07 June 2023

Quote of the Day

The Pitchmen Who Made Out like Bandits on Crypto — Leaving Mom-And-Pop Investors Holding the Bag — Are Precisely the Same People Who Are Beating the Drum for AI Today.
Cory Doctorow

Mr. Doctorow is correct.

Much like Crypto, there is no, "There," there.

You have some pattern recognition, and nothing that meaningfully resembles intelligence, and the solution of the snake-oil salesmen is to continue to shove more dubious data at dubious, "Machine learning," algorithms, and hope, as the joke goes, that there is a pony at the bottom of this pile of sh%$:

It didn’t happen.

The story you heard, about a US Air Force AI drone warfare simulation in which the drone resolved the conflict between its two priorities (“kill the enemy” and “obey its orders, including orders not to kill the enemy”) by killing its operator?

It didn’t happen.

The story was widely reported on Friday and Saturday, after Col. Tucker “Cinco” Hamilton, USAF Chief of AI Test and Operations, included the anaecdote in a speech to the Future Combat Air System (FCAS) Summit.

But once again: it didn’t happen:
“Col Hamilton admits he ‘mis-spoke’ in his presentation at the FCAS Summit and the ‘rogue AI drone simulation’ was a hypothetical “thought experiment” from outside the military, based on plausible scenarios and likely outcomes rather than an actual USAF real-world simulation,” the Royal Aeronautical Society, the organization where Hamilton talked about the simulated test, told Motherboard in an email.
The story got a lot more play than the retraction, naturally. “A lie is halfway round the world before the truth has got its boots on.”

Why is this lie so compelling? Why did Col. Hamilton tell it?

Because it’s got a business-model.

………


Tech critic Lee Vinsel coined the term “criti-hype” to describe criticism that incorporates a self-serving commercial boast. For years, critics of Facebook and other ad-tech platforms accepted and repeated the companies’ claims of having “hacked our dopamine loops” to control our behavior.

These claims are based on thin, warmed-over notions from the largely deprecated ideas of behaviorism, which nevertheless bolstered Facebook’s own sales-pitch:

………

If the problem with “AI” (neither “artificial,” nor “intelligent”) is that it is about to become self-aware and convert the entire solar system to paperclips, then we need a moonshot to save our species from these garish harms.

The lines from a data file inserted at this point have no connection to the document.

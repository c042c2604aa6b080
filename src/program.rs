//! The bytecode instruction set and its line-oriented text format.
//!
//! The text format is the external contract between the compiler and
//! the VM: one uppercase mnemonic per line, a single space before the
//! immediate when there is one. Instructions are predecoded into the
//! [`Op`] enum at load time; dispatch never re-parses text.

use std::fmt;
use std::str::FromStr;

use crate::cell::Sym;

/// One decoded instruction.
#[derive(Debug, Clone, PartialEq, Eq)]
pub enum Op {
    /// Push a literal integer.
    PushCi(i64),
    /// Push a literal symbol.
    PushS(Sym),
    /// Push Nil.
    PushNil,
    /// Push a closure over the current environment. `-1` is the inert
    /// sentinel closure used by type-check idioms; before linking the
    /// operand is a function-table index, after linking an absolute pc.
    PushL(i64),
    /// Copy the stack slot `k` below the top to the top.
    PushFs(u32),
    /// Push the frame slot `fp + k` (`k <= 0`); emitted only by the
    /// argument-elision pass.
    PushFp(i32),
    Add,
    Sub,
    Mul,
    Div,
    Mod,
    /// Signed less-than on the two topmost integers.
    Lt,
    /// Value equality; mixed tags are a type error.
    Eq,
    /// Tag-only equality; keeps both operands and pushes the flag.
    Eqt,
    /// Compare the string on top against an immediate symbol; keeps the
    /// operand and pushes the flag.
    Eqsi(Sym),
    /// Migrate two cells to the heap and push the pair.
    Cons,
    Car,
    Cdr,
    /// Like `CAR`/`CDR` but keeping the pair on the stack.
    PushCar,
    PushCdr,
    /// Prepend the `(name . value)` pair on top to the current
    /// environment, leaving the name.
    Def,
    /// Push the current environment pair as a value.
    LoadEnv,
    /// Migrate the top of stack to the heap and make it the current
    /// environment.
    StoreEnv,
    /// Relative jump, measured in instructions.
    Rjmp(i32),
    /// Relative jump when the integer on top is zero (top is kept).
    Rjz(i32),
    /// Relative jump when the integer on top is non-zero (top is kept).
    Rjnz(i32),
    Call,
    /// Return from a call, dropping `n` leftover argument slots.
    Ret(u32),
    /// Print the popped value.
    Prn,
    /// Print a newline.
    Prnl,
    /// Force a collection.
    Gc,
    /// Halt.
    Fin,
    Pop,
    /// Exchange the top of stack with the slot `k` below it.
    Swap(u32),
    Nop,
    /// A mnemonic this VM does not know. Kept so that the lenient /
    /// strict choice stays a run-time policy.
    Unknown(Box<str>),
}

impl Op {
    pub fn mnemonic(&self) -> &str {
        match self {
            Self::PushCi(_) => "PUSHCI",
            Self::PushS(_) => "PUSHS",
            Self::PushNil => "PUSHNIL",
            Self::PushL(_) => "PUSHL",
            Self::PushFs(_) => "PUSHFS",
            Self::PushFp(_) => "PUSHFP",
            Self::Add => "ADD",
            Self::Sub => "SUB",
            Self::Mul => "MUL",
            Self::Div => "DIV",
            Self::Mod => "MOD",
            Self::Lt => "LT",
            Self::Eq => "EQ",
            Self::Eqt => "EQT",
            Self::Eqsi(_) => "EQSI",
            Self::Cons => "CONS",
            Self::Car => "CAR",
            Self::Cdr => "CDR",
            Self::PushCar => "PUSHCAR",
            Self::PushCdr => "PUSHCDR",
            Self::Def => "DEF",
            Self::LoadEnv => "LOADENV",
            Self::StoreEnv => "STOREENV",
            Self::Rjmp(_) => "RJMP",
            Self::Rjz(_) => "RJZ",
            Self::Rjnz(_) => "RJNZ",
            Self::Call => "CALL",
            Self::Ret(_) => "RET",
            Self::Prn => "PRN",
            Self::Prnl => "PRNL",
            Self::Gc => "GC",
            Self::Fin => "FIN",
            Self::Pop => "POP",
            Self::Swap(_) => "SWAP",
            Self::Nop => "NOP",
            Self::Unknown(m) => m,
        }
    }

    /// The relative offset of a branch instruction.
    #[inline]
    pub fn branch_offset(&self) -> Option<i32> {
        match self {
            Self::Rjmp(d) | Self::Rjz(d) | Self::Rjnz(d) => Some(*d),
            _ => None,
        }
    }

    /// The same branch with a different offset.
    pub fn with_branch_offset(&self, d: i32) -> Op {
        match self {
            Self::Rjmp(_) => Self::Rjmp(d),
            Self::Rjz(_) => Self::Rjz(d),
            Self::Rjnz(_) => Self::Rjnz(d),
            other => other.clone(),
        }
    }

    /// Whether this opcode may allocate heap cells (and therefore runs
    /// the collection guard first).
    #[inline]
    pub fn allocates(&self) -> bool {
        matches!(self, Self::Cons | Self::Def | Self::StoreEnv)
    }
}

impl fmt::Display for Op {
    fn fmt(&self, f: &mut fmt::Formatter<'_>) -> fmt::Result {
        match self {
            Self::PushCi(n) => write!(f, "PUSHCI {n}"),
            Self::PushS(s) => write!(f, "PUSHS {s}"),
            Self::PushL(k) => write!(f, "PUSHL {k}"),
            Self::PushFs(k) => write!(f, "PUSHFS {k}"),
            Self::PushFp(k) => write!(f, "PUSHFP {k}"),
            Self::Eqsi(s) => write!(f, "EQSI {s}"),
            Self::Rjmp(d) => write!(f, "RJMP {d:+}"),
            Self::Rjz(d) => write!(f, "RJZ {d:+}"),
            Self::Rjnz(d) => write!(f, "RJNZ {d:+}"),
            Self::Ret(n) => write!(f, "RET {n}"),
            Self::Swap(k) => write!(f, "SWAP {k}"),
            other => f.write_str(other.mnemonic()),
        }
    }
}

/// Why a bytecode line failed to decode.
#[derive(Debug, Clone, PartialEq, Eq)]
pub enum DecodeError {
    /// The mnemonic requires an immediate and none was given, or the
    /// immediate does not parse.
    BadOperand { mnemonic: String, operand: String },
    /// A symbol immediate longer than the 7-byte field allows.
    LongSymbol(String),
}

impl fmt::Display for DecodeError {
    fn fmt(&self, f: &mut fmt::Formatter<'_>) -> fmt::Result {
        match self {
            Self::BadOperand { mnemonic, operand } => {
                write!(f, "bad operand for {mnemonic}: {operand:?}")
            }
            Self::LongSymbol(s) => write!(f, "long names are not supported: {s}"),
        }
    }
}

impl std::error::Error for DecodeError {}

fn int_operand<T: FromStr>(mnemonic: &str, operand: Option<&str>) -> Result<T, DecodeError> {
    let text = operand.unwrap_or("");
    // `+6` style offsets: strip the explicit plus sign.
    text.strip_prefix('+')
        .unwrap_or(text)
        .parse()
        .map_err(|_| DecodeError::BadOperand {
            mnemonic: mnemonic.to_string(),
            operand: text.to_string(),
        })
}

fn sym_operand(mnemonic: &str, operand: Option<&str>) -> Result<Sym, DecodeError> {
    let text = operand.ok_or_else(|| DecodeError::BadOperand {
        mnemonic: mnemonic.to_string(),
        operand: String::new(),
    })?;
    Sym::new(text).map_err(|e| DecodeError::LongSymbol(e.0))
}

impl FromStr for Op {
    type Err = DecodeError;

    fn from_str(line: &str) -> Result<Self, Self::Err> {
        let mut parts = line.split_whitespace();
        let Some(mnemonic) = parts.next() else {
            return Ok(Op::Nop);
        };
        let operand = parts.next();
        let op = match mnemonic {
            "PUSHCI" => Op::PushCi(int_operand(mnemonic, operand)?),
            "PUSHS" => Op::PushS(sym_operand(mnemonic, operand)?),
            "PUSHNIL" => Op::PushNil,
            "PUSHL" => Op::PushL(int_operand(mnemonic, operand)?),
            "PUSHFS" => Op::PushFs(int_operand(mnemonic, operand)?),
            "PUSHFP" => Op::PushFp(int_operand(mnemonic, operand)?),
            "ADD" => Op::Add,
            "SUB" => Op::Sub,
            "MUL" => Op::Mul,
            "DIV" => Op::Div,
            "MOD" => Op::Mod,
            "LT" => Op::Lt,
            "EQ" => Op::Eq,
            "EQT" => Op::Eqt,
            "EQSI" => Op::Eqsi(sym_operand(mnemonic, operand)?),
            "CONS" => Op::Cons,
            "CAR" => Op::Car,
            "CDR" => Op::Cdr,
            "PUSHCAR" => Op::PushCar,
            "PUSHCDR" => Op::PushCdr,
            "DEF" => Op::Def,
            "LOADENV" => Op::LoadEnv,
            "STOREENV" => Op::StoreEnv,
            "RJMP" => Op::Rjmp(int_operand(mnemonic, operand)?),
            "RJZ" => Op::Rjz(int_operand(mnemonic, operand)?),
            "RJNZ" => Op::Rjnz(int_operand(mnemonic, operand)?),
            "CALL" => Op::Call,
            "RET" => Op::Ret(int_operand(mnemonic, operand)?),
            "PRN" => Op::Prn,
            "PRNL" => Op::Prnl,
            "GC" => Op::Gc,
            "FIN" => Op::Fin,
            "POP" => Op::Pop,
            "SWAP" => Op::Swap(int_operand(mnemonic, operand)?),
            "NOP" => Op::Nop,
            other => Op::Unknown(other.into()),
        };
        Ok(op)
    }
}

/// A decoded instruction stream, addressed by pc.
#[derive(Debug, Clone, Default, PartialEq, Eq)]
pub struct Program {
    ops: Vec<Op>,
}

/// A decode failure with its 1-based source line.
#[derive(Debug, Clone, PartialEq, Eq)]
pub struct ProgramError {
    pub line: usize,
    pub error: DecodeError,
}

impl fmt::Display for ProgramError {
    fn fmt(&self, f: &mut fmt::Formatter<'_>) -> fmt::Result {
        write!(f, "line {}: {}", self.line, self.error)
    }
}

impl std::error::Error for ProgramError {}

impl Program {
    pub fn new(ops: Vec<Op>) -> Self {
        Program { ops }
    }

    /// Decode bytecode text, one instruction per line. Blank lines
    /// decode to `NOP` so line numbers stay addressable.
    pub fn parse(text: &str) -> Result<Self, ProgramError> {
        let mut ops = Vec::new();
        for (i, line) in text.lines().enumerate() {
            let op = line.parse().map_err(|error| ProgramError {
                line: i + 1,
                error,
            })?;
            ops.push(op);
        }
        Ok(Program { ops })
    }

    #[inline]
    pub fn ops(&self) -> &[Op] {
        &self.ops
    }

    #[inline]
    pub fn len(&self) -> usize {
        self.ops.len()
    }

    #[inline]
    pub fn is_empty(&self) -> bool {
        self.ops.is_empty()
    }

    #[inline]
    pub fn get(&self, pc: usize) -> Option<&Op> {
        self.ops.get(pc)
    }
}

impl fmt::Display for Program {
    fn fmt(&self, f: &mut fmt::Formatter<'_>) -> fmt::Result {
        for op in &self.ops {
            writeln!(f, "{op}")?;
        }
        Ok(())
    }
}

#[cfg(test)]
mod tests {
    use super::*;

    #[test]
    fn roundtrip_through_text() {
        let ops = vec![
            Op::PushCi(-7),
            Op::PushS(Sym::new("fact").unwrap()),
            Op::PushNil,
            Op::PushL(-1),
            Op::PushFs(4),
            Op::PushFp(-2),
            Op::Eqsi(Sym::new("n").unwrap()),
            Op::Rjnz(6),
            Op::Rjmp(-8),
            Op::Ret(2),
            Op::Swap(0),
            Op::Call,
            Op::Fin,
        ];
        let text = Program::new(ops.clone()).to_string();
        let back = Program::parse(&text).unwrap();
        assert_eq!(back.ops(), &ops[..]);
    }

    #[test]
    fn branch_offsets_accept_explicit_plus() {
        assert_eq!("RJNZ +6".parse::<Op>().unwrap(), Op::Rjnz(6));
        assert_eq!("RJMP -8".parse::<Op>().unwrap(), Op::Rjmp(-8));
        assert_eq!("RJZ 5".parse::<Op>().unwrap(), Op::Rjz(5));
    }

    #[test]
    fn unknown_mnemonics_survive_decoding() {
        let op = "FROB 12".parse::<Op>().unwrap();
        assert_eq!(op, Op::Unknown("FROB".into()));
    }

    #[test]
    fn malformed_immediates_are_rejected() {
        assert!(matches!(
            "PUSHCI xyz".parse::<Op>(),
            Err(DecodeError::BadOperand { .. })
        ));
        assert!(matches!(
            "RJZ".parse::<Op>(),
            Err(DecodeError::BadOperand { .. })
        ));
        assert!(matches!(
            "PUSHS abcdefgh".parse::<Op>(),
            Err(DecodeError::LongSymbol(_))
        ));
    }

    #[test]
    fn blank_lines_decode_to_nop() {
        let p = Program::parse("PUSHCI 1\n\nFIN\n").unwrap();
        assert_eq!(p.ops(), &[Op::PushCi(1), Op::Nop, Op::Fin]);
    }

    #[test]
    fn branch_helpers() {
        assert_eq!(Op::Rjz(3).branch_offset(), Some(3));
        assert_eq!(Op::Pop.branch_offset(), None);
        assert_eq!(Op::Rjnz(6).with_branch_offset(4), Op::Rjnz(4));
        assert!(Op::Cons.allocates());
        assert!(Op::Def.allocates());
        assert!(Op::StoreEnv.allocates());
        assert!(!Op::Pop.allocates());
    }
}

If, on the other hand, the problem is that AI systems just suck and shouldn’t be trusted to fly drones, or drive cars, or decide who gets bail, or identify online hate-speech, or determine your creditworthiness or insurability, then all those AI companies are out of business.

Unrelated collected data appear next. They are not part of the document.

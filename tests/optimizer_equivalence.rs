//! The peephole passes must preserve observable behavior: same print
//! trace, same final top of stack, for every program in the corpus.

use cellvm::{compile_source, parse_forms, link, optimize, Compiler, Program, Vm, VmConfig};

const CORPUS: &[&str] = &[
    "(+ 8 (- 10 3))",
    "(define k 10) (print (+ 3 (+ k 2)))",
    "(define fact (lambda (n) (cond (eq n 0) 1 (1) (* n (fact (- n 1)))))) (print (fact 6))",
    "(define mk (lambda (x) (lambda (y) (+ x y)))) (define f (mk 10)) (print (f 32))",
    "(define sub3 (lambda (a b c) (- (- a b) c))) (print (sub3 100 30 7))",
    "(define five (lambda () 5)) (print (five))",
    "(define addn (lambda (n) (lambda (m) (+ n m)))) (define a5 (addn 5)) (print (a5 37))",
    "(define cls (lambda (x) (cond (eq x 1) 11 (eq x 2) 22 (1) 99))) \
     (print (cls 1)) (print (cls 2)) (print (cls 3))",
    "(define len (lambda (l) (cond (null? l) 0 (1) (+ 1 (len (cdr l)))))) \
     (print (len (cons 1 (cons 2 (cons 3 Nil)))))",
    "(define twice (lambda (f x) (f (f x)))) (define inc (lambda (n) (+ n 1))) \
     (print (twice inc 40))",
];

fn run(src: &str, optimize_blobs: bool) -> (Vec<u8>, Option<i64>) {
    let program = compile_source(src, optimize_blobs).expect("compiles");
    let mut vm = Vm::new(&VmConfig::default());
    vm.capture_output();
    vm.run(&program).expect("runs");
    let top = vm.stack_top().map(|c| c.raw() as i64);
    (vm.take_output(), top)
}

#[test]
fn optimized_programs_behave_identically() {
    for src in CORPUS {
        let (out_plain, top_plain) = run(src, false);
        let (out_opt, top_opt) = run(src, true);
        assert_eq!(out_plain, out_opt, "print trace diverged for {src}");
        assert_eq!(top_plain, top_opt, "final stack top diverged for {src}");
    }
}

#[test]
fn optimized_programs_are_shorter() {
    let src = "(define fact (lambda (n) (cond (eq n 0) 1 (1) (* n (fact (- n 1)))))) (fact 6)";
    let plain = compile_source(src, false).unwrap();
    let optimized = compile_source(src, true).unwrap();
    assert!(optimized.len() < plain.len());
}

#[test]
fn pass_statistics_report_removals() {
    let forms = parse_forms(
        "(define f (lambda (a) (cond (eq a 0) 1 (1) 2))) (f 1)",
    )
    .unwrap();
    let mut compiled = Compiler::new().compile(&forms).unwrap();
    let stats = optimize(&mut compiled);
    // the (1) sentinel clause folds, the binding of a elides
    assert!(stats.cond_removed >= 3);
    assert!(stats.funarg_removed >= 6);
    assert!(link(compiled).is_ok());
}

#[test]
fn bytecode_text_roundtrip_preserves_behavior() {
    for src in CORPUS {
        let program = compile_source(src, true).expect("compiles");
        let text = program.to_string();
        let reparsed = Program::parse(&text).expect("parses back");
        assert_eq!(&reparsed, &program);

        let mut vm = Vm::new(&VmConfig::default());
        vm.capture_output();
        vm.run(&reparsed).expect("runs");
        let (direct_out, _) = run(src, true);
        assert_eq!(vm.take_output(), direct_out);
    }
}
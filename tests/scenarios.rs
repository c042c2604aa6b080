//! End-to-end scenarios: source through the compiler, linker, and VM.

use cellvm::{compile_source, Op, Tag, Vm, VmConfig, VmError};

fn run_with(src: &str, optimize: bool, config: &VmConfig) -> (Vec<u8>, Vm) {
    let program = compile_source(src, optimize).expect("compiles");
    let mut vm = Vm::new(config);
    vm.capture_output();
    vm.run(&program).expect("runs to FIN");
    (vm.take_output(), vm)
}

fn run(src: &str, optimize: bool) -> (Vec<u8>, Vm) {
    run_with(src, optimize, &VmConfig::default())
}

#[test]
fn constant_fold() {
    let program = compile_source("(+ 8 (- 10 3))", false).unwrap();
    assert_eq!(
        program.ops(),
        &[
            Op::PushCi(8),
            Op::PushCi(10),
            Op::PushCi(3),
            Op::Sub,
            Op::Add,
            Op::Fin,
        ]
    );
    let (_, vm) = run("(+ 8 (- 10 3))", false);
    assert_eq!(vm.stack_top().unwrap().as_int(), 15);
}

#[test]
fn define_and_use() {
    let (out, vm) = run("(define k 10) (print (+ 3 (+ k 2)))", false);
    assert_eq!(out, b"15");
    // the binding (k . 10) heads the global environment
    let env = vm.heap().get(vm.env_ptr());
    let binding = vm.heap().get(env.pair_left());
    assert_eq!(vm.heap().get(binding.pair_left()).tag(), Tag::String);
    assert_eq!(vm.heap().get(binding.pair_right()).as_int(), 10);
}

const FACT: &str = "(define fact (lambda (n) (cond (eq n 0) 1 (1) (* n (fact (- n 1)))))) \
                    (print (fact 6))";

#[test]
fn recursive_lambda() {
    assert_eq!(run(FACT, false).0, b"720");
    assert_eq!(run(FACT, true).0, b"720");
}

const CLOSURE: &str = "(define mk (lambda (x) (lambda (y) (+ x y)))) \
                       (define f (mk 10)) (print (f 32))";

#[test]
fn closure_capture() {
    assert_eq!(run(CLOSURE, false).0, b"42");
    assert_eq!(run(CLOSURE, true).0, b"42");
}

#[test]
fn closure_retains_captured_values_after_rebinding() {
    // f capture of x=10 must survive a later shadowing definition
    let src = "(define mk (lambda (x) (lambda (y) (+ x y)))) \
               (define f (mk 10)) (define x 99) (print (f 32))";
    assert_eq!(run(src, false).0, b"42");
}

#[test]
fn gc_survival() {
    let src = "(define loop (lambda (i) (cond (eq i 0) 7 (1) \
               (begin (cons i Nil) (loop (- i 1)))))) (print (loop 30))";
    let config = VmConfig {
        heap_size: 400,
        ..VmConfig::default()
    };
    let (out, vm) = run_with(src, false, &config);
    assert_eq!(out, b"7");
    assert!(vm.heap().gc_count() >= 1, "collector should have run");
    let (out, _) = run_with(src, true, &config);
    assert_eq!(out, b"7");
}

#[test]
fn closure_environment_survives_collection() {
    let src = "(define mk (lambda (x) (lambda (y) (+ x y)))) \
               (define f (mk 10)) \
               (define burn (lambda (i) (cond (eq i 0) 0 (1) \
               (begin (cons i Nil) (burn (- i 1)))))) \
               (begin (burn 40) (print (f 32)))";
    let config = VmConfig {
        heap_size: 500,
        ..VmConfig::default()
    };
    let (out, vm) = run_with(src, false, &config);
    assert_eq!(out, b"42");
    assert!(vm.heap().gc_count() >= 1);
}

#[test]
fn spigot_pi_38_digits() {
    let src = include_str!("../demos/pi.lsp");
    let config = VmConfig {
        stack_size: 4096,
        ..VmConfig::default()
    };
    let (out, vm) = run_with(src, false, &config);
    assert_eq!(out, b"31415926535897932384626433832795028841");
    assert!(vm.heap().gc_count() >= 1);
    let (out, _) = run_with(src, true, &config);
    assert_eq!(out, b"31415926535897932384626433832795028841");
}

#[test]
fn type_predicates() {
    let src = "(print (null? Nil)) (print (null? 4)) (print (int? 4)) \
               (print (str? (cons 1 2))) \
               (define g (lambda (x) x)) (print (func? g))";
    assert_eq!(run(src, false).0, b"10101");
}

#[test]
fn begin_sequences_and_keeps_the_last_value() {
    let (out, vm) = run("(begin (print 1) (print 2) 3)", false);
    assert_eq!(out, b"12");
    assert_eq!(vm.stack_top().unwrap().as_int(), 3);
}

#[test]
fn cond_selects_the_matching_clause() {
    let src = "(define cls (lambda (x) (cond (eq x 1) 11 (eq x 2) 22 (1) 99))) \
               (print (cls 1)) (print (cls 2)) (print (cls 3))";
    assert_eq!(run(src, false).0, b"112299");
    assert_eq!(run(src, true).0, b"112299");
}

#[test]
fn computed_callee_in_head_position() {
    assert_eq!(run("(print ((lambda (x) (* x x)) 7))", false).0, b"49");
}

#[test]
fn lists_via_cons_car_cdr() {
    let src = "(define l (cons 1 (cons 2 Nil))) \
               (print (car l)) (print (car (cdr l))) (print (null? (cdr (cdr l))))";
    assert_eq!(run(src, false).0, b"121");
}

#[test]
fn gc_form_yields_nil() {
    let (out, vm) = run("(print (gc))", false);
    assert_eq!(out, b"Nil\n");
    assert_eq!(vm.heap().gc_count(), 1);
}

#[test]
fn unbound_symbol_panics() {
    let program = compile_source("(print nosuch)", false).unwrap();
    let mut vm = Vm::new(&VmConfig::default());
    vm.capture_output();
    let err = vm.run(&program).unwrap_err();
    // the lookup walks off the chain onto the Nil slot
    assert!(matches!(err, VmError::TypeMismatch { .. }));
}

#[test]
fn deep_recursion_overflows_the_fixed_stack() {
    let src = "(define down (lambda (n) (cond (eq n 0) 0 (1) (down (- n 1))))) (down 500)";
    let program = compile_source(src, false).unwrap();
    let mut vm = Vm::new(&VmConfig::default());
    vm.capture_output();
    let err = vm.run(&program).unwrap_err();
    assert!(matches!(err, VmError::StackOverflow { .. }));
}

#[test]
fn negative_numbers_print_signed() {
    assert_eq!(run("(print (- 3 10))", false).0, b"-7");
    assert_eq!(run("(print (less (- 0 1) 0))", false).0, b"1");
}

#[test]
fn top_level_forms_accumulate_their_values() {
    let (_, vm) = run("(define a 1) (define b 2) (+ a b)", false);
    // one leftover value per form
    assert_eq!(vm.stack_depth(), 3);
    assert_eq!(vm.stack_top().unwrap().as_int(), 3);
}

Take away every consequential activity through which AI harms people, and all you’ve got left is low-margin activities like writing SEO garbage, lengthy reminisces about “the first time I ate an egg” that help an omelette recipe float to the top of a search result. Sure, you can put 95 percent of the commercial illustrators on the breadline, but their total wages don’t rise to one percent of the valuation of the big AI companies.

………

The story that AI sophistication is on a screaming hockey-stick curve headed to the moon lets companies who replace competent humans with shitty algorithms claim that we are simply experiencing a temporary growing pain — not a major step towards terminal ensh%$tification.

 (%$ mine)

This yet another scam from Silicon Valley. 

Unless and until, the company founders who create these fraudulent businesses, and more importantly the VCs who execute their pump and dump frauds using these fraudulent businesses, are prosecuted criminally, this will continue.

This is not sustainable, and the longer wait, the more destructive, and disruptive, the final reckoning will be.